● Data for the task:
*** Block opens ***
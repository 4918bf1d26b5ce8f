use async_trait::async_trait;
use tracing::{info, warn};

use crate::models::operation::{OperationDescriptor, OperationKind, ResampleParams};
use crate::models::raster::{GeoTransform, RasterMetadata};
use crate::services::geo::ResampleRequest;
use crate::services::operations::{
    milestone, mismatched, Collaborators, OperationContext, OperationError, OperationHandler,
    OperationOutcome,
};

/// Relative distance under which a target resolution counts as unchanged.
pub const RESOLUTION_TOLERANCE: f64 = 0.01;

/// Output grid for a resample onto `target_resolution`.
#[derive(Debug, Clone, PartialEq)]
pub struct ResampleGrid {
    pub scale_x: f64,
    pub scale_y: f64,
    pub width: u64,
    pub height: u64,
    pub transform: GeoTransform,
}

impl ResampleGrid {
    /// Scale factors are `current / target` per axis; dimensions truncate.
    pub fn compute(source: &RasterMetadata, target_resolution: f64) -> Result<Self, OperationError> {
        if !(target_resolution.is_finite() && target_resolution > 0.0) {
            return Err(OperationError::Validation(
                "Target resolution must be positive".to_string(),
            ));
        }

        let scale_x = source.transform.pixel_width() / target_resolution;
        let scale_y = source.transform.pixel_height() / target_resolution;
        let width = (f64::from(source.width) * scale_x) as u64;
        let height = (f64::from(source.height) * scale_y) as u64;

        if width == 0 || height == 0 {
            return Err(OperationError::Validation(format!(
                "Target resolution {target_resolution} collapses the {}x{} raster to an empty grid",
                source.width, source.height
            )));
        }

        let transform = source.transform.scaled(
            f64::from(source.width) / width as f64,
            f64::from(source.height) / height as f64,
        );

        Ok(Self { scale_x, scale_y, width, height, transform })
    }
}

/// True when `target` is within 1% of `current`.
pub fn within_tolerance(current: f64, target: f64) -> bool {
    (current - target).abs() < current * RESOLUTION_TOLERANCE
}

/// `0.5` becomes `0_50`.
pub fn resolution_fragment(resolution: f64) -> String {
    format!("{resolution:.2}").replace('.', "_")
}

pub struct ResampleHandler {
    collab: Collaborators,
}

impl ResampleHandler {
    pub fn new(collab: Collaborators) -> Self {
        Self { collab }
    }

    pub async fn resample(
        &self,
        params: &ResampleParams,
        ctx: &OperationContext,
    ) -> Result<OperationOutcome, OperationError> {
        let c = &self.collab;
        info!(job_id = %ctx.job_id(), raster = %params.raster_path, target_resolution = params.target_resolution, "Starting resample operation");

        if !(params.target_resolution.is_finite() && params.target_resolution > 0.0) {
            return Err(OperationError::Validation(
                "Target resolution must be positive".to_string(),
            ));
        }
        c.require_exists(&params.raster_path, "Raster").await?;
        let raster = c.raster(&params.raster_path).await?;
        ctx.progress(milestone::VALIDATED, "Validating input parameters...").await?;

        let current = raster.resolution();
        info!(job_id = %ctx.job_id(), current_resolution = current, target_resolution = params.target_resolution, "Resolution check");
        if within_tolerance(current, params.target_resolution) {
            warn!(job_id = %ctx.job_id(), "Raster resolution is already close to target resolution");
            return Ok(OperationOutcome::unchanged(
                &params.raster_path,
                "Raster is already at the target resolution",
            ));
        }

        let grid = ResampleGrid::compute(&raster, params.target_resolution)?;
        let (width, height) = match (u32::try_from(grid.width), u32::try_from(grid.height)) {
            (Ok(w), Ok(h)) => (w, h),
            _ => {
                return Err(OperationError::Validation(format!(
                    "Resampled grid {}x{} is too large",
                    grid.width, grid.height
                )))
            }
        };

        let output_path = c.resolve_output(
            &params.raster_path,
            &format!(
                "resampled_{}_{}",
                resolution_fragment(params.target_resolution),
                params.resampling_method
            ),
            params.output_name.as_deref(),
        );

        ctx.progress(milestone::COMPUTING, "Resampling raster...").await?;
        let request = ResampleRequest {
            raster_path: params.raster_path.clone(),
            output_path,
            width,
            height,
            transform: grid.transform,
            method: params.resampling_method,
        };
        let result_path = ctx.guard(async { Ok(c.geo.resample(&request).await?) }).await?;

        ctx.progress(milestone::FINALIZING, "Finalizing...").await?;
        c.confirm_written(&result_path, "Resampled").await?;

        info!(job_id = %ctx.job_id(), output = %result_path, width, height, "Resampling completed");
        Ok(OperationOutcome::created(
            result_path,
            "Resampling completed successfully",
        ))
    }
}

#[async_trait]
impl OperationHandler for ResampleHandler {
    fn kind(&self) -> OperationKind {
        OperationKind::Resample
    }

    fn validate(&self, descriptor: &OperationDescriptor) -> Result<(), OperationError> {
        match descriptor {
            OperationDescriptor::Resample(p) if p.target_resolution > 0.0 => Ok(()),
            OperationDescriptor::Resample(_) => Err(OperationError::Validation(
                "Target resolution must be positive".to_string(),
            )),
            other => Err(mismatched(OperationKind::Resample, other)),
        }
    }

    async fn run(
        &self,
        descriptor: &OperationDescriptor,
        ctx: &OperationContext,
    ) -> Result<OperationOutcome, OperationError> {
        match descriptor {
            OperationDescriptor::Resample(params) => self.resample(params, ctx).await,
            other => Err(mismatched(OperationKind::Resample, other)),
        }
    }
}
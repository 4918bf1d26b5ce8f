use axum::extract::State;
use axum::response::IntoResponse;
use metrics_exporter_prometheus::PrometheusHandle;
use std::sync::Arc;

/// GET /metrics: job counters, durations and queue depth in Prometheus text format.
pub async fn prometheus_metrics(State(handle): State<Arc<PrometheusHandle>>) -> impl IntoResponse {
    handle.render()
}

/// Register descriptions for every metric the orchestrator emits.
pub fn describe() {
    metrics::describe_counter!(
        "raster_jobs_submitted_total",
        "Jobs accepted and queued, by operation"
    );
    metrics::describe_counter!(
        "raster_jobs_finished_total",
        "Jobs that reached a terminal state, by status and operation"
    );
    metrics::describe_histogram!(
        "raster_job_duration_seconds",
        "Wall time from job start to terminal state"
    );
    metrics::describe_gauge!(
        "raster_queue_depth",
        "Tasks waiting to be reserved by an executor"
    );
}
*** Block closes ***
● Work required: The data above must be returned in full, exactly as written.

● Answer space:
repository 4918bf1d26b5ce8f
use async_trait::async_trait;
use tracing::{info, warn};

use crate::models::operation::{OperationDescriptor, OperationKind, ResampleParams};
use crate::models::raster::{GeoTransform, RasterMetadata};
use crate::services::geo::ResampleRequest;
use crate::services::operations::{
    milestone, mismatched, Collaborators, OperationContext, OperationError, OperationHandler,
    OperationOutcome,
};

/// Relative distance under which a target resolution counts as unchanged.
pub const RESOLUTION_TOLERANCE: f64 = 0.01;

/// Output grid for a resample onto `target_resolution`.
#[derive(Debug, Clone, PartialEq)]
pub struct ResampleGrid {
    pub scale_x: f64,
    pub scale_y: f64,
    pub width: u64,
    pub height: u64,
    pub transform: GeoTransform,
}

impl ResampleGrid {
    /// Scale factors are `current / target` per axis; dimensions truncate.
    pub fn compute(source: &RasterMetadata, target_resolution: f64) -> Result<Self, OperationError> {
        if !(target_resolution.is_finite() && target_resolution > 0.0) {
            return Err(OperationError::Validation(
                "Target resolution must be positive".to_string(),
            ));
        }

        let scale_x = source.transform.pixel_width() / target_resolution;
        let scale_y = source.transform.pixel_height() / target_resolution;
        let width = (f64::from(source.width) * scale_x) as u64;
        let height = (f64::from(source.height) * scale_y) as u64;

        if width == 0 || height == 0 {
            return Err(OperationError::Validation(format!(
                "Target resolution {target_resolution} collapses the {}x{} raster to an empty grid",
                source.width, source.height
            )));
        }

        let transform = source.transform.scaled(
            f64::from(source.width) / width as f64,
            f64::from(source.height) / height as f64,
        );

        Ok(Self { scale_x, scale_y, width, height, transform })
    }
}

/// True when `target` is within 1% of `current`.
pub fn within_tolerance(current: f64, target: f64) -> bool {
    (current - target).abs() < current * RESOLUTION_TOLERANCE
}

/// `0.5` becomes `0_50`.
pub fn resolution_fragment(resolution: f64) -> String {
    format!("{resolution:.2}").replace('.', "_")
}

pub struct ResampleHandler {
    collab: Collaborators,
}

impl ResampleHandler {
    pub fn new(collab: Collaborators) -> Self {
        Self { collab }
    }

    pub async fn resample(
        &self,
        params: &ResampleParams,
        ctx: &OperationContext,
    ) -> Result<OperationOutcome, OperationError> {
        let c = &self.collab;
        info!(job_id = %ctx.job_id(), raster = %params.raster_path, target_resolution = params.target_resolution, "Starting resample operation");

        if !(params.target_resolution.is_finite() && params.target_resolution > 0.0) {
            return Err(OperationError::Validation(
                "Target resolution must be positive".to_string(),
            ));
        }
        c.require_exists(&params.raster_path, "Raster").await?;
        let raster = c.raster(&params.raster_path).await?;
        ctx.progress(milestone::VALIDATED, "Validating input parameters...").await?;

        let current = raster.resolution();
        info!(job_id = %ctx.job_id(), current_resolution = current, target_resolution = params.target_resolution, "Resolution check");
        if within_tolerance(current, params.target_resolution) {
            warn!(job_id = %ctx.job_id(), "Raster resolution is already close to target resolution");
            return Ok(OperationOutcome::unchanged(
                &params.raster_path,
                "Raster is already at the target resolution",
            ));
        }

        let grid = ResampleGrid::compute(&raster, params.target_resolution)?;
        let (width, height) = match (u32::try_from(grid.width), u32::try_from(grid.height)) {
            (Ok(w), Ok(h)) => (w, h),
            _ => {
                return Err(OperationError::Validation(format!(
                    "Resampled grid {}x{} is too large",
                    grid.width, grid.height
                )))
            }
        };

        let output_path = c.resolve_output(
            &params.raster_path,
            &format!(
                "resampled_{}_{}",
                resolution_fragment(params.target_resolution),
                params.resampling_method
            ),
            params.output_name.as_deref(),
        );

        ctx.progress(milestone::COMPUTING, "Resampling raster...").await?;
        let request = ResampleRequest {
            raster_path: params.raster_path.clone(),
            output_path,
            width,
            height,
            transform: grid.transform,
            method: params.resampling_method,
        };
        let result_path = ctx.guard(async { Ok(c.geo.resample(&request).await?) }).await?;

        ctx.progress(milestone::FINALIZING, "Finalizing...").await?;
        c.confirm_written(&result_path, "Resampled").await?;

        info!(job_id = %ctx.job_id(), output = %result_path, width, height, "Resampling completed");
        Ok(OperationOutcome::created(
            result_path,
            "Resampling completed successfully",
        ))
    }
}

#[async_trait]
impl OperationHandler for ResampleHandler {
    fn kind(&self) -> OperationKind {
        OperationKind::Resample
    }

    fn validate(&self, descriptor: &OperationDescriptor) -> Result<(), OperationError> {
        match descriptor {
            OperationDescriptor::Resample(p) if p.target_resolution > 0.0 => Ok(()),
            OperationDescriptor::Resample(_) => Err(OperationError::Validation(
                "Target resolution must be positive".to_string(),
            )),
            other => Err(mismatched(OperationKind::Resample, other)),
        }
    }

    async fn run(
        &self,
        descriptor: &OperationDescriptor,
        ctx: &OperationContext,
    ) -> Result<OperationOutcome, OperationError> {
        match descriptor {
            OperationDescriptor::Resample(params) => self.resample(params, ctx).await,
            other => Err(mismatched(OperationKind::Resample, other)),
        }
    }
}
repository 4918bf1d26b5ce8f
use axum::extract::State;
use axum::response::IntoResponse;
use metrics_exporter_prometheus::PrometheusHandle;
use std::sync::Arc;

/// GET /metrics: job counters, durations and queue depth in Prometheus text format.
pub async fn prometheus_metrics(State(handle): State<Arc<PrometheusHandle>>) -> impl IntoResponse {
    handle.render()
}

/// Register descriptions for every metric the orchestrator emits.
pub fn describe() {
    metrics::describe_counter!(
        "raster_jobs_submitted_total",
        "Jobs accepted and queued, by operation"
    );
    metrics::describe_counter!(
        "raster_jobs_finished_total",
        "Jobs that reached a terminal state, by status and operation"
    );
    metrics::describe_histogram!(
        "raster_job_duration_seconds",
        "Wall time from job start to terminal state"
    );
    metrics::describe_gauge!(
        "raster_queue_depth",
        "Tasks waiting to be reserved by an executor"
    );
}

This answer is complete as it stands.